Ask HN: Suggestions on helping socially awkward developer get a job? - montanaland
Hi All,<p>I currently volunteer at a software engineering apprentice program where we take folks who have recently graduated from college, coding bootcamps, and even self taugh folks to give them real world experiences by both giving them a real project for a real client and teaching them software engineering principles. We&#x27;ve been around for about 2 years now and have a 90% job placement rate. Our developers that do get jobs, usually get it within 6-12 months into the apprenticeship program.<p>However, I have one developer who&#x27;s been with us for the entire two years and he still has not received a job offer yet. He is hands down one of our most talented and productive developers. He&#x27;s even lead a few projects. Whenever he goes to interviews, he crushes the technical challenges, questions, and brain teasers. When it comes to the &quot;behavioral round&quot;, every single recruiter will tell him he&#x27;s not a right fit for the team. He is definitely an awkward person, but not any more awkward than any other weird developers I&#x27;ve worked with in the past. Most of his personality quirks revolve around taking some things too literal and going off on tangents from certain conversation points. I can totally see this being an annoying quirk to deal with, but I feel his talent way outway his weirdness.<p>Is there anything you would suggest he should start trying? I would really like to see him progress with his career and have a job that he deserves.
======
jdc
I can relate to this a bit and can suggest a couple of things:

First, get him to talk less -- at least until he's more familiar with the
people around.

Second, make him aware that people see him as peculiar.

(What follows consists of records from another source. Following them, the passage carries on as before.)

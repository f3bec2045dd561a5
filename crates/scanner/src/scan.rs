use std::path::{Path, PathBuf};

use thiserror::Error;
use tracing::{debug, info, warn};
use trailfetch_core::{MediaType, TitleRecord};

use crate::parser;

#[derive(Debug, Error)]
pub enum ScanError {
    #[error("io error: {0}")]
    Io(#[from] std::io::Error),
}

/// What to do with one library subfolder.
#[derive(Debug, Clone, PartialEq, Eq)]
pub enum FolderDecision {
    /// A trailer file already exists. Skip without any network traffic.
    HasTrailer,
    /// Folder name does not match `<title> (<year>)`. Skip, leave untouched.
    Unparsed,
    /// Resolve a trailer for this record.
    Candidate(TitleRecord),
}

/// Classify one title folder per the library layout rules.
///
/// A folder with at least one direct regular file is a movie whose largest
/// file is the reference video (its name may embed a `tmdb-<id>`). A folder
/// with no direct files is treated as a series with episodes nested deeper.
/// That heuristic also labels empty or malformed folders as series; they
/// simply fall through to a catalog search on the folder name.
pub fn assess_folder(folder: &Path) -> Result<FolderDecision, ScanError> {
    let folder_name = folder
        .file_name()
        .map(|n| n.to_string_lossy().to_string())
        .unwrap_or_default();

    let mut files: Vec<(String, u64)> = Vec::new();
    for entry in std::fs::read_dir(folder)? {
        let entry = entry?;
        let name = entry.file_name().to_string_lossy().to_string();

        if parser::has_trailer_suffix(&name) {
            info!(folder = %folder_name, "already has a trailer, skipping");
            return Ok(FolderDecision::HasTrailer);
        }

        if let Ok(meta) = entry.metadata() {
            if meta.is_file() {
                files.push((name, meta.len()));
            }
        }
    }

    let Some((title, year)) = parser::parse_title_year(&folder_name) else {
        info!(folder = %folder_name, "name does not match \"<title> (<year>)\", skipping");
        return Ok(FolderDecision::Unparsed);
    };

    // Movies keep their video directly in the folder; series nest episodes
    // in season subfolders.
    let (media_type, catalog_id) = match files.iter().max_by_key(|(_, size)| *size) {
        Some((reference, _)) => {
            let id = parser::extract_tmdb_id(parser::file_stem(reference));
            debug!(folder = %folder_name, reference = %reference, id = ?id, "movie folder");
            (MediaType::Movie, id)
        }
        None => {
            debug!(folder = %folder_name, "no direct files, treating as series");
            (MediaType::Series, None)
        }
    };

    Ok(FolderDecision::Candidate(TitleRecord {
        title,
        year,
        media_type,
        catalog_id,
        folder: folder.to_path_buf(),
    }))
}

/// Enumerate immediate subfolders of a library root and classify each.
/// Non-directories are ignored; unreadable folders are logged and skipped.
pub fn scan_library(root: &Path) -> Result<Vec<(PathBuf, FolderDecision)>, ScanError> {
    let mut folders: Vec<PathBuf> = std::fs::read_dir(root)?
        .flatten()
        .map(|entry| entry.path())
        .filter(|path| path.is_dir())
        .collect();
    folders.sort();

    let mut decisions = Vec::with_capacity(folders.len());
    for folder in folders {
        match assess_folder(&folder) {
            Ok(decision) => decisions.push((folder, decision)),
            Err(e) => {
                warn!(path = %folder.display(), error = %e, "cannot read folder, skipping");
            }
        }
    }
    Ok(decisions)
}
//! Trailer download via an external `yt-dlp` binary.

use std::path::{Path, PathBuf};

use tracing::{info, warn};

use crate::{DownloadOutcome, FetchError, FetcherConfig, TrailerFetcher};

const WATCH_BASE: &str = "https://www.youtube.com/watch?v=";

/// Prefer pairing the best mp4 video-only and m4a audio-only streams into a
/// single file, falling back to the best muxed stream.
const FORMAT: &str = "bv*[ext=mp4]+ba[ext=m4a]/b[ext=mp4] / bv*+ba/b";

/// Extension placeholder understood by yt-dlp output templates.
pub const EXT_PLACEHOLDER: &str = "%(ext)s";

pub struct YtDlpFetcher {
    config: FetcherConfig,
}

impl YtDlpFetcher {
    pub fn new(config: FetcherConfig) -> Self {
        Self { config }
    }

    async fn run(&self, video_id: &str, template: &Path) -> Result<Option<PathBuf>, FetchError> {
        let url = watch_url(video_id);
        info!(url = %url, "downloading video");

        let output = tokio::process::Command::new(&self.config.ytdlp_path)
            .arg("-f")
            .arg(FORMAT)
            .arg("--no-playlist")
            .arg("-o")
            .arg(template)
            .arg(&url)
            .output()
            .await
            .map_err(FetchError::Spawn)?;

        if !output.status.success() {
            return Err(FetchError::Download {
                status: output.status.to_string(),
                stderr: String::from_utf8_lossy(&output.stderr)
                    .trim_end()
                    .to_string(),
            });
        }

        Ok(locate_saved(template))
    }
}

#[async_trait::async_trait]
impl TrailerFetcher for YtDlpFetcher {
    async fn fetch(&self, video_id: &str, template: &Path) -> DownloadOutcome {
        match self.run(video_id, template).await {
            Ok(saved_path) => {
                info!(path = ?saved_path, "trailer downloaded");
                DownloadOutcome {
                    success: true,
                    saved_path,
                }
            }
            Err(e) => {
                warn!(video_id = video_id, error = %e, "failed to download trailer");
                DownloadOutcome::failed()
            }
        }
    }
}

/// Canonical watch URL for a video id.
pub fn watch_url(video_id: &str) -> String {
    format!("{WATCH_BASE}{video_id}")
}

/// Find the file the downloader actually wrote, by matching the template's
/// filename up to the extension placeholder.
fn locate_saved(template: &Path) -> Option<PathBuf> {
    let name = template.file_name()?.to_str()?;
    let prefix = name.strip_suffix(EXT_PLACEHOLDER)?;
    let dir = template.parent()?;

    std::fs::read_dir(dir)
        .ok()?
        .flatten()
        .map(|entry| entry.path())
        .find(|path| {
            path.file_name()
                .and_then(|n| n.to_str())
                .is_some_and(|n| n.starts_with(prefix) && n != name)
        })
}
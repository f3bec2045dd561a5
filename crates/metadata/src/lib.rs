pub mod provider;
pub mod tmdb;

use thiserror::Error;

pub use provider::CatalogProvider;
pub use tmdb::TmdbClient;

#[derive(Error, Debug)]
pub enum MetadataError {
    #[error("network error: {0}")]
    Network(String),
    #[error("catalog error: {0}")]
    Provider(String),
}

/// Catalog details for one title. Movies and series use different
/// original-name keys upstream (`original_title` vs `original_name`), so
/// the two are kept as distinct variants rather than one loose record.
#[derive(Debug, Clone, PartialEq, Eq)]
pub enum CatalogDetails {
    Movie {
        original_title: String,
        original_language: String,
    },
    Series {
        original_name: String,
        original_language: String,
    },
}

impl CatalogDetails {
    pub fn original_language(&self) -> &str {
        match self {
            Self::Movie {
                original_language, ..
            }
            | Self::Series {
                original_language, ..
            } => original_language,
        }
    }

    /// The title in the work's original language, whichever upstream field
    /// it came from.
    pub fn native_title(&self) -> &str {
        match self {
            Self::Movie { original_title, .. } => original_title,
            Self::Series { original_name, .. } => original_name,
        }
    }
}

#[cfg(test)]
mod tests {
    use super::*;

    #[test]
    fn native_title_per_variant() {
        let movie = CatalogDetails::Movie {
            original_title: "Le Film".into(),
            original_language: "fr".into(),
        };
        assert_eq!(movie.native_title(), "Le Film");
        assert_eq!(movie.original_language(), "fr");

        let series = CatalogDetails::Series {
            original_name: "La Serie".into(),
            original_language: "es".into(),
        };
        assert_eq!(series.native_title(), "La Serie");
        assert_eq!(series.original_language(), "es");
    }
}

This is probably a 2nd
order effect of what makes him so technically brilliant, but he can prepare
his partners in conversation by saying that he is "very technically minded"
like Spock". People will generally be much more comfortable interacting with
him having this expectation set early on.

------
gregjor
Personal skills and good communication ultimately count for more in any team
environment. Maybe suggest the awkward person get some coaching, attend
Toastmasters, something like that. Regardless of technical skill, no manager
or team wants to add someone who is hard to communicate or work with. Team
cooperation and harmony are first-order drivers of productivity, much more
than technical skills.

------
anoncoward111
Wow, that's really disheartening and resonates with me personally. I think it
is a disgusting inefficiency of our economy that hiring is still a high-school
popularity contest rather than a judgment of merit.

I worked a sales job for 5 years that I acquired through a University career
fare. After 5 years, my team and I were fired for political reasons, because
another manager and his team wanted to assume ownership of our customer base
and product line (large corporations do this).

Over the next 9 months of sales interviews, I was denied from about 20 face to
face interviews with absolutely no explanation as to what I was doing wrong.

It wasn't a failed background check or anything blatant-- middle managers
repeatedly denied me round after round.

It wasn't until I took an interview with the Founder/CEO of a 5 person firm
that I was immediately hired on the spot and praised for my sales acumen and
personality. Wtf??

My point here is that it's not the fault of your candidate-- it's the fault of
the people you are putting him in front of.

Barrage him with simulated behavioral interviews. Coach him on how to be more
"likable and normal" (yuck).

But ultimately, once you've optimized for those things... get him in front of
better people who are deliberately and specifically looking for talent, not
sociability.

------
cimmanom
How about running mock interviews with him? That way you can see exactly
what's tripping him up and he can get quick feedback.